I don’t know…to me it wasn’t that hard to make it light. I think it’s really fun to learn that information. The conclusion of that video is like “We’re all fucked, right? We’ll never get out of this.” Part of it is just that I’m doing it in a very light, fast way where I’m upbeat the whole time, but also for me it comes from the fact that I think learning something is positive; even if you learn an uncomfortable fact, it’s a positive thing to do and it can always be fun and entertaining. I mean hell, “I Dare You To Watch This Video” is very serious, but I think I was hitting the button of “This is really serious” so hard in that that it ends up feeling a little bit light, you know what I mean? Sort of like a horror movie in that you’re like “Eek!!” but it’s not so intense that you’re actually scared.

But then it’s important at the end of the videos to have a positive message – at the end of “I Dare You To Watch This Video” it’s not like your life is ruined, it’s that you’re in control of your own life. You felt out of control because you’re allowing all of your open tabs and Buzzfeed and everything else to control you, but you actually do have control over your life and all you need to do is exert it, and by watching this video you’ve done that, so good luck. The message at the end of “Purebred Dogs” is – and by the way, that was the one that got the most pushback and got me the most angry letters – people are very invested in the purebred dog world, and there’s a lot of people who say that “Oh no, I breed bulldogs safely” when they ignore the fact that systemically, they’ve created a group of animals that are incredibly susceptible to genetic disease and that should be considered unethical. Most people don’t know that and love these dogs so much, and so that message at the end of the “Purebred Dogs” video is so intense: “Look at this dog – you love this dog so much, but it’s so sick in these five different ways and its average lifespan is six years and our insistence that these dogs look this way is causing them to get sick and die.” That’s very intense and sort of inciting the viewer: “Your love for this dog is killing this dog.” So that’s why I cut it to “But hey! It’s not a big deal. When you want a dog, go get yourself an adorable little puppy mutt” then I lift up a cute little puppy, and it’s so wonderful and everybody loves mutts and it’s like hey, there’s an option here. You can go adopt a dog that needs a home and avoid this whole problem; what an easy solution.

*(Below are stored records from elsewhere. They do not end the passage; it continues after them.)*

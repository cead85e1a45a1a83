//! Behavior shared by the compiler and language-service adapters.

use std::path::{Path, PathBuf};
use std::sync::Arc;
use std::time::Duration;

use super::{ModuleNameLiteral, ResolvedModule, ResolvedModuleWithFailedLookups};
use crate::path::lexical_join;
use crate::plugin::VirtualModuleResolver;
use crate::store::{ResolveRecordResult, StoreHooks, StoreOptions, VirtualModuleRecord, VirtualRecordStore};
use crate::type_info::SessionFactory;
use crate::watch::WatchHost;

/// Default debounce window for adapters.
pub const DEFAULT_DEBOUNCE: Duration = Duration::from_millis(50);

/// Options both adapter builders collect.
#[derive(Clone)]
pub(super) struct AdapterOptions {
    pub(super) resolver: Arc<dyn VirtualModuleResolver>,
    pub(super) project_root: PathBuf,
    pub(super) session_factory: Option<SessionFactory>,
    pub(super) watch_host: Option<Arc<dyn WatchHost>>,
    pub(super) debounce: Duration,
}

impl AdapterOptions {
    pub(super) fn new(resolver: Arc<dyn VirtualModuleResolver>, project_root: PathBuf) -> Self {
        Self {
            resolver,
            project_root,
            session_factory: None,
            watch_host: None,
            debounce: DEFAULT_DEBOUNCE,
        }
    }

    /// Create the store. `importer_exists` must be the wrapped host's own
    /// check, not the adapter's.
    pub(super) fn attach(
        self,
        importer_exists: impl Fn(&Path) -> bool + Send + Sync + 'static,
        hooks: StoreHooks,
    ) -> Attachment {
        let mut options = StoreOptions::new()
            .with_debounce(self.debounce)
            .with_session_factory(self.session_factory)
            .with_eviction(move |importer| !importer_exists(Path::new(importer)));
        options.hooks = hooks;
        if let Some(watch_host) = self.watch_host {
            options = options.with_watch_host(watch_host);
        }
        Attachment {
            store: VirtualRecordStore::new(self.resolver, options),
            project_root: self.project_root,
        }
    }
}

/// A live store plus the root relative importers are anchored at.
#[derive(Clone)]
pub(super) struct Attachment {
    pub(super) store: VirtualRecordStore,
    pub(super) project_root: PathBuf,
}

impl Attachment {
    pub(super) fn importer(&self, containing_file: &Path) -> String {
        if containing_file.is_absolute() {
            containing_file.to_string_lossy().into_owned()
        } else {
            lexical_join(&self.project_root, containing_file)
                .to_string_lossy()
                .into_owned()
        }
    }

    /// The current record behind a synthetic file, rebuilt if stale.
    pub(super) fn virtual_record(&self, path: &Path) -> Option<VirtualModuleRecord> {
        self.store.rebuild_if_stale(path)
    }

    pub(super) fn is_virtual(&self, path: &Path) -> bool {
        self.store.is_virtual_file(path)
    }

    /// Resolve literals through the store; the rest go to `fallback` in one
    /// batch. `observe` sees every store outcome.
    pub(super) fn resolve_literals(
        &self,
        literals: &[ModuleNameLiteral],
        containing_file: &Path,
        mut observe: impl FnMut(&str, &ResolveRecordResult),
        fallback: impl FnOnce(&[ModuleNameLiteral]) -> Vec<ResolvedModuleWithFailedLookups>,
    ) -> Vec<ResolvedModuleWithFailedLookups> {
        let importer = self.importer(containing_file);
        let mut results: Vec<Option<ResolvedModuleWithFailedLookups>> = Vec::with_capacity(literals.len());
        let mut deferred = Vec::new();

        for literal in literals {
            let outcome = self.store.get_or_build_record(&literal.text, &importer);
            observe(&literal.text, &outcome);
            results.push(match outcome {
                ResolveRecordResult::Resolved(record) => Some(ResolvedModuleWithFailedLookups::from_resolved(
                    Some(ResolvedModule::local(record.virtual_file_name)),
                )),
                ResolveRecordResult::Error(diagnostic) => Some(ResolvedModuleWithFailedLookups {
                    resolution_diagnostics: vec![diagnostic],
                    ..Default::default()
                }),
                ResolveRecordResult::Unresolved => {
                    deferred.push(literal.clone());
                    None
                }
            });
        }

        let mut resolved = if deferred.is_empty() {
            Vec::new()
        } else {
            fallback(&deferred)
        }
        .into_iter();
        results
            .into_iter()
            .map(|result| result.unwrap_or_else(|| resolved.next().unwrap_or_default()))
            .collect()
    }

    /// Name-based form of [`resolve_literals`](Self::resolve_literals).
    /// Failed virtual modules resolve to `None`.
    pub(super) fn resolve_names(
        &self,
        names: &[String],
        containing_file: &Path,
        fallback: impl FnOnce(&[String]) -> Vec<Option<ResolvedModule>>,
    ) -> Vec<Option<ResolvedModule>> {
        let importer = self.importer(containing_file);
        let mut results: Vec<Option<Option<ResolvedModule>>> = Vec::with_capacity(names.len());
        let mut deferred = Vec::new();

        for name in names {
            results.push(match self.store.get_or_build_record(name, &importer) {
                ResolveRecordResult::Resolved(record) => {
                    Some(Some(ResolvedModule::local(record.virtual_file_name)))
                }
                ResolveRecordResult::Error(diagnostic) => {
                    tracing::debug!(name, %diagnostic, "virtual module failed; no diagnostic channel for name resolution");
                    Some(None)
                }
                ResolveRecordResult::Unresolved => {
                    deferred.push(name.clone());
                    None
                }
            });
        }

        let mut resolved = if deferred.is_empty() {
            Vec::new()
        } else {
            fallback(&deferred)
        }
        .into_iter();
        results
            .into_iter()
            .map(|result| result.unwrap_or_else(|| resolved.next().flatten()))
            .collect()
    }
}
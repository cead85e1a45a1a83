//! Watch host over the operating system's file events.

use std::ffi::OsString;
use std::path::Path;

use notify::{Event, RecommendedWatcher, RecursiveMode, Watcher};

use super::{WatchCallback, WatchError, WatchHandle, WatchHost};

/// A [`WatchHost`] backed by `notify`'s recommended watcher.
///
/// Each registration owns its own OS watcher. Events arrive on `notify`'s
/// thread; error events are logged and dropped. Files are watched through
/// their parent directory so a save that replaces the file by rename keeps
/// being seen.
#[derive(Debug, Clone, Copy, Default)]
pub struct NotifyWatchHost;

impl NotifyWatchHost {
    /// Create a host.
    pub fn new() -> Self {
        Self
    }

    fn watch(
        &self,
        path: &Path,
        mode: RecursiveMode,
        only: Option<OsString>,
        callback: WatchCallback,
    ) -> Result<Box<dyn WatchHandle>, WatchError> {
        let backend = |err: notify::Error| WatchError::Backend {
            path: path.to_path_buf(),
            message: err.to_string(),
        };

        let mut watcher = notify::recommended_watcher(move |res: notify::Result<Event>| {
            match res {
                Ok(event) if event.kind.is_access() => {}
                Ok(event) => {
                    for changed in &event.paths {
                        if only.as_deref().is_none_or(|name| changed.file_name() == Some(name)) {
                            callback(changed);
                        }
                    }
                }
                Err(err) => tracing::warn!(%err, "file watcher error"),
            }
        })
        .map_err(backend)?;
        watcher.watch(path, mode).map_err(backend)?;

        tracing::debug!(path = %path.display(), ?mode, "watching");
        Ok(Box::new(NotifyWatchHandle {
            watcher: Some(watcher),
        }))
    }
}

impl WatchHost for NotifyWatchHost {
    fn watch_file(
        &self,
        path: &Path,
        callback: WatchCallback,
    ) -> Result<Box<dyn WatchHandle>, WatchError> {
        let (Some(parent), Some(name)) = (path.parent(), path.file_name()) else {
            return Err(WatchError::Backend {
                path: path.to_path_buf(),
                message: "not a file path".into(),
            });
        };
        let parent = if parent.as_os_str().is_empty() {
            Path::new(".")
        } else {
            parent
        };
        self.watch(parent, RecursiveMode::NonRecursive, Some(name.to_os_string()), callback)
    }

    fn watch_directory(
        &self,
        path: &Path,
        recursive: bool,
        callback: WatchCallback,
    ) -> Result<Box<dyn WatchHandle>, WatchError> {
        let mode = if recursive {
            RecursiveMode::Recursive
        } else {
            RecursiveMode::NonRecursive
        };
        self.watch(path, mode, None, callback)
    }
}

struct NotifyWatchHandle {
    watcher: Option<RecommendedWatcher>,
}

impl WatchHandle for NotifyWatchHandle {
    fn close(&mut self) {
        self.watcher = None;
    }
}

#[cfg(test)]
mod tests {
    use std::fs;
    use std::path::PathBuf;
    use std::sync::{Arc, mpsc};
    use std::time::Duration;

    use parking_lot::Mutex;
    use tempfile::TempDir;

    use super::*;

    #[test]
    fn test_missing_parent_is_backend_error() {
        let dir = TempDir::new().unwrap();
        let result = NotifyWatchHost::new().watch_file(
            &dir.path().join("gone").join("missing.ts"),
            Arc::new(|_: &Path| {}),
        );
        assert!(matches!(result, Err(WatchError::Backend { .. })));
    }

    #[test]
    fn test_file_watch_survives_rename_saves() {
        let dir = TempDir::new().unwrap();
        let target = dir.path().join("model.ts");
        fs::write(&target, "export const a = 1;").unwrap();

        let (tx, rx) = mpsc::channel::<PathBuf>();
        let tx = Mutex::new(tx);
        let _handle = NotifyWatchHost::new()
            .watch_file(
                &target,
                Arc::new(move |changed: &Path| {
                    let _ = tx.lock().send(changed.to_path_buf());
                }),
            )
            .unwrap();

        let save = |text: &str| {
            let tmp = dir.path().join("model.ts.tmp");
            fs::write(&tmp, text).unwrap();
            fs::rename(&tmp, &target).unwrap();
        };
        let saw_target = |rx: &mpsc::Receiver<PathBuf>| match rx.recv_timeout(Duration::from_secs(5)) {
            Ok(path) => path.file_name() == target.file_name(),
            Err(_) => false,
        };

        fs::write(dir.path().join("other.ts"), "x").unwrap();
        save("export const a = 2;");
        assert!(saw_target(&rx));

        std::thread::sleep(Duration::from_millis(50));
        while rx.try_recv().is_ok() {}
        save("export const a = 3;");
        assert!(saw_target(&rx));
    }

    #[test]
    fn test_close_is_idempotent() {
        let dir = TempDir::new().unwrap();
        let mut handle = NotifyWatchHost::new()
            .watch_directory(dir.path(), false, Arc::new(|_: &Path| {}))
            .unwrap();
        handle.close();
        handle.close();
    }
}
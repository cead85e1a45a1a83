//! Structural assignability and initializer checking.

use std::path::Path;

use rustc_hash::FxHashSet;

use super::arena::TypeArena;
use super::lower::Lowerer;
use super::parse::{CheckedDeclarator, TextSpan, ValueExpr, ValueKind};
use super::{PrimitiveKind, TypeId, TypeKind};
use crate::diagnostic::codes;

// =============================================================================
// Assignability
// =============================================================================

/// Whether a value of type `source` may be assigned to `target`.
///
/// Unresolved references and type parameters relate to everything, so
/// the relation only rejects what it can prove incompatible.
pub(crate) fn is_assignable(arena: &TypeArena, source: TypeId, target: TypeId) -> bool {
    Relation {
        arena,
        assumed: FxHashSet::default(),
    }
    .relate(source, target)
}

struct Relation<'a> {
    arena: &'a TypeArena,
    assumed: FxHashSet<(TypeId, TypeId)>,
}

impl Relation<'_> {
    fn relate(&mut self, source: TypeId, target: TypeId) -> bool {
        if source == target || !self.assumed.insert((source, target)) {
            return true;
        }
        let related = self.relate_resolved(source, target);
        self.assumed.remove(&(source, target));
        related
    }

    fn relate_resolved(&mut self, source: TypeId, target: TypeId) -> bool {
        let arena = self.arena;
        let (source, target) = (arena.resolve(source), arena.resolve(target));
        if source == target || self.is_wildcard(source) || self.is_wildcard(target) {
            return true;
        }
        let (Some(s), Some(t)) = (arena.kind(source), arena.kind(target)) else {
            return true;
        };

        match (s, t) {
            (_, TypeKind::Primitive(PrimitiveKind::Any | PrimitiveKind::Unknown)) => return true,
            (TypeKind::Primitive(PrimitiveKind::Any | PrimitiveKind::Never), _) => return true,
            _ => {}
        }

        if let TypeKind::Union(members) = s {
            return members.clone().into_iter().all(|m| self.relate(m, target));
        }
        if let TypeKind::Union(members) = t {
            return members.clone().into_iter().any(|m| self.relate(source, m));
        }
        if let TypeKind::Intersection(members) = t {
            return members.clone().into_iter().all(|m| self.relate(source, m));
        }
        if let TypeKind::Intersection(members) = s
            && members.clone().into_iter().any(|m| self.relate(m, target))
        {
            return true;
        }

        match (s, t) {
            (TypeKind::Primitive(a), TypeKind::Primitive(b)) => {
                a == b || (*a == PrimitiveKind::Undefined && *b == PrimitiveKind::Void)
            }
            (TypeKind::Literal(value), TypeKind::Primitive(b)) => value.base() == *b,
            (TypeKind::Literal(a), TypeKind::Literal(b)) => a == b,
            (
                TypeKind::Object(_)
                | TypeKind::Array(_)
                | TypeKind::Tuple(_)
                | TypeKind::Function(_)
                | TypeKind::Intersection(_),
                TypeKind::Primitive(PrimitiveKind::Object),
            ) => true,
            (TypeKind::Array(a), TypeKind::Array(b)) => self.relate(*a, *b),
            (TypeKind::Tuple(elements), TypeKind::Array(b)) => {
                elements.clone().into_iter().all(|e| self.relate(e.ty, *b))
            }
            (TypeKind::Tuple(a), TypeKind::Tuple(b)) => {
                let required = b.iter().filter(|e| !e.optional && !e.rest).count();
                a.len() >= required
                    && (a.len() <= b.len() || b.iter().any(|e| e.rest))
                    && a.clone()
                        .into_iter()
                        .zip(b.clone())
                        .all(|(x, y)| self.relate(x.ty, y.ty))
            }
            (TypeKind::Function(a), TypeKind::Function(b)) => {
                let (a, b) = (a.clone(), b.clone());
                let required = a.parameters.iter().filter(|p| !p.optional && !p.rest).count();
                let void_return = matches!(
                    arena.kind(arena.resolve(b.return_type)),
                    Some(TypeKind::Primitive(PrimitiveKind::Void))
                );
                let arity_ok = required <= b.parameters.len() || b.parameters.iter().any(|p| p.rest);
                arity_ok
                    && a.parameters.iter().zip(&b.parameters).all(|(x, y)| {
                        self.relate(y.ty, x.ty) || self.relate(x.ty, y.ty)
                    })
                    && (void_return || self.relate(a.return_type, b.return_type))
            }
            (_, TypeKind::Object(_)) => self.relate_structurally(source, target),
            _ => false,
        }
    }

    fn is_wildcard(&self, id: TypeId) -> bool {
        self.arena.is_opaque_reference(id)
            || matches!(self.arena.kind(id), Some(TypeKind::TypeParameter(_)))
    }

    fn relate_structurally(&mut self, source: TypeId, target: TypeId) -> bool {
        let arena = self.arena;
        let source_is_object = arena.is_object_like(source)
            || matches!(arena.kind(source), Some(TypeKind::Function(_) | TypeKind::Array(_)));
        if !source_is_object {
            return false;
        }
        let source_props = arena.all_properties(source);
        for property in arena.all_properties(target) {
            match source_props.iter().find(|p| p.name == property.name) {
                Some(found) => {
                    if !self.relate(found.ty, property.ty) {
                        return false;
                    }
                }
                None if property.optional => {}
                None => return false,
            }
        }
        for info in arena.all_index_infos(target) {
            for property in &source_props {
                if !self.relate(property.ty, info.value) {
                    return false;
                }
            }
        }
        true
    }
}

// =============================================================================
// Initializer Checking
// =============================================================================

/// A failed initializer check.
#[derive(Debug, Clone, PartialEq)]
pub(crate) struct Mismatch {
    pub code: u32,
    pub message: String,
    pub span: TextSpan,
}

/// Check an annotated declarator's initializer against its annotation.
pub(crate) fn check_declarator(
    lowerer: &mut Lowerer<'_>,
    file: &Path,
    declarator: &CheckedDeclarator,
) -> Option<Mismatch> {
    let target = lowerer.lower_type(file, &declarator.annotation, &[]);
    check_value(lowerer, file, &declarator.init, target, declarator.name_span).err()
}

fn check_value(
    lowerer: &mut Lowerer<'_>,
    file: &Path,
    value: &ValueExpr,
    target: TypeId,
    at: TextSpan,
) -> Result<(), Mismatch> {
    let resolved = lowerer.arena.resolve(target);
    match (&value.kind, lowerer.arena.kind(resolved).cloned()) {
        (ValueKind::Object { properties, spread: false }, _) if lowerer.arena.is_object_like(resolved) => {
            let expected = lowerer.arena.all_properties(resolved);
            let index_value = lowerer
                .arena
                .all_index_infos(resolved)
                .into_iter()
                .find(|info| {
                    matches!(
                        lowerer.arena.kind(lowerer.arena.resolve(info.key)),
                        Some(TypeKind::Primitive(PrimitiveKind::String))
                    )
                })
                .map(|info| info.value);

            for entry in properties {
                match expected.iter().find(|p| p.name == entry.name) {
                    Some(property) => {
                        check_value(lowerer, file, &entry.value, property.ty, entry.key_span)?
                    }
                    None => match index_value {
                        Some(value_type) => {
                            check_value(lowerer, file, &entry.value, value_type, entry.key_span)?
                        }
                        None => {
                            return Err(Mismatch {
                                code: codes::EXCESS_PROPERTY,
                                message: format!(
                                    "Object literal may only specify known properties, and '{}' does not exist in type '{}'.",
                                    entry.name,
                                    lowerer.arena.display(target)
                                ),
                                span: entry.key_span,
                            });
                        }
                    },
                }
            }

            if let Some(missing) = expected
                .iter()
                .find(|p| !p.optional && !properties.iter().any(|e| e.name == p.name))
            {
                let source = lowerer.type_of_value(file, value, false);
                return Err(Mismatch {
                    code: codes::MISSING_PROPERTY,
                    message: format!(
                        "Property '{}' is missing in type '{}' but required in type '{}'.",
                        missing.name,
                        lowerer.arena.display(source),
                        lowerer.arena.display(target)
                    ),
                    span: at,
                });
            }
            Ok(())
        }
        (ValueKind::Object { .. } | ValueKind::Array { .. }, Some(TypeKind::Union(members))) => {
            let passes = members
                .iter()
                .any(|&member| check_value(lowerer, file, value, member, at).is_ok());
            if passes {
                Ok(())
            } else {
                Err(not_assignable(lowerer, file, value, target, at))
            }
        }
        (ValueKind::Array { elements, spread: false }, Some(TypeKind::Array(element_type))) => {
            for element in elements {
                check_value(lowerer, file, element, element_type, element.span)?;
            }
            Ok(())
        }
        _ => {
            let source = lowerer.type_of_value(file, value, true);
            if is_assignable(&lowerer.arena, source, target) {
                Ok(())
            } else {
                Err(not_assignable(lowerer, file, value, target, at))
            }
        }
    }
}

fn not_assignable(
    lowerer: &mut Lowerer<'_>,
    file: &Path,
    value: &ValueExpr,
    target: TypeId,
    at: TextSpan,
) -> Mismatch {
    let source = lowerer.type_of_value(file, value, true);
    let shown = if lowerer.contains_literals(target) {
        source
    } else {
        lowerer.widened(source)
    };
    Mismatch {
        code: codes::NOT_ASSIGNABLE,
        message: format!(
            "Type '{}' is not assignable to type '{}'.",
            lowerer.arena.display(shown),
            lowerer.arena.display(target)
        ),
        span: at,
    }
}

#[cfg(test)]
mod tests {
    use std::path::PathBuf;

    use rustc_hash::FxHashMap;

    use super::*;
    use crate::program::lower::ModuleGraph;
    use crate::program::parse::{ParsedModule, parse_module};

    fn check(text: &str) -> Vec<Mismatch> {
        let path = PathBuf::from("/p/main.ts");
        let module = parse_module(&path, text);
        let checked = module.checked.clone();
        let mut modules: FxHashMap<PathBuf, ParsedModule> = FxHashMap::default();
        modules.insert(path.clone(), module);
        let resolutions = FxHashMap::default();
        let mut lowerer = Lowerer::new(ModuleGraph {
            modules: &modules,
            resolutions: &resolutions,
        });
        checked
            .iter()
            .filter_map(|d| check_declarator(&mut lowerer, &path, d))
            .collect()
    }

    #[test]
    fn test_matching_literal_passes() {
        assert!(check("interface Foo { n: number }\nconst v: Foo = { n: 1 };").is_empty());
    }

    #[test]
    fn test_property_type_mismatch() {
        let text = "interface Foo { n: string }\nconst v: Foo = { n: 1 };";
        let found = check(text);
        assert_eq!(found.len(), 1);
        assert_eq!(found[0].code, codes::NOT_ASSIGNABLE);
        assert_eq!(found[0].message, "Type 'number' is not assignable to type 'string'.");
        let (start, end) = found[0].span;
        assert_eq!(&text[start as usize..end as usize], "n");
    }

    #[test]
    fn test_excess_and_missing_properties() {
        let found = check("interface Foo { n: number }\nconst a: Foo = { n: 1, m: 2 };\nconst b: Foo = {};");
        assert_eq!(found.len(), 2);
        assert_eq!(found[0].code, codes::EXCESS_PROPERTY);
        assert_eq!(found[1].code, codes::MISSING_PROPERTY);
        assert!(found[1].message.starts_with("Property 'n' is missing"));
    }

    #[test]
    fn test_literal_union_and_inheritance() {
        let text = "type Mode = 'a' | 'b';\n\
                    interface Base { mode: Mode }\n\
                    interface Derived extends Base { id: number }\n\
                    const ok: Derived = { mode: 'a', id: 1 };\n\
                    const bad: Derived = { mode: 'c', id: 1 };";
        let found = check(text);
        assert_eq!(found.len(), 1);
        assert_eq!(found[0].message, "Type '\"c\"' is not assignable to type 'Mode'.");
    }

    #[test]
    fn test_unresolved_reference_is_lenient() {
        assert!(check("const p: Promise<string> = load();").is_empty());
    }
}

And that’s the case for most of these topics: Now that you know the truth, you can go off and make a better decision as a result of knowing it. It’s like salty and sweet – if you mix the intense devastating information with a big dose of comedy and lightness, you get something that is very delicious to people. The combination works really well. If you are just intense you end up like Al Gore and most people tune you out, and if you’re being totally light you end up like Jerry Lewis and it’s just sugar-coated and forgettable, but if you combine the two of them, you get something that makes people listen then really sends a dagger right to their heart. Maybe that’s a bad metaphor. [laughs] There’s a really great quote from George Carlin’s autobiography, which is amazing, where he says:

“But when you’re in front of an audience and you make them laugh at a new idea, you’re guiding the whole being for the moment. No one is ever more him/herself than when they really laugh. Their defenses are down. It’s very Zen-like, that moment. They are completely open, completely themselves when that message hits the brain and the laugh begins. That’s when new ideas can be implanted. If a new idea slips in at that moment, it has a chance to grow.”

That had a huge impact on me, because that’s what George Carlin did for me the first time I heard him – he was planting seeds, making me think things I had never thought, making me look at the world in a way I had never considered before – and that’s when, in the back of my mind, I started wanting to do that too. And I think it’s very much true: When people are laughing, that’s when you can speak directly to the core of them.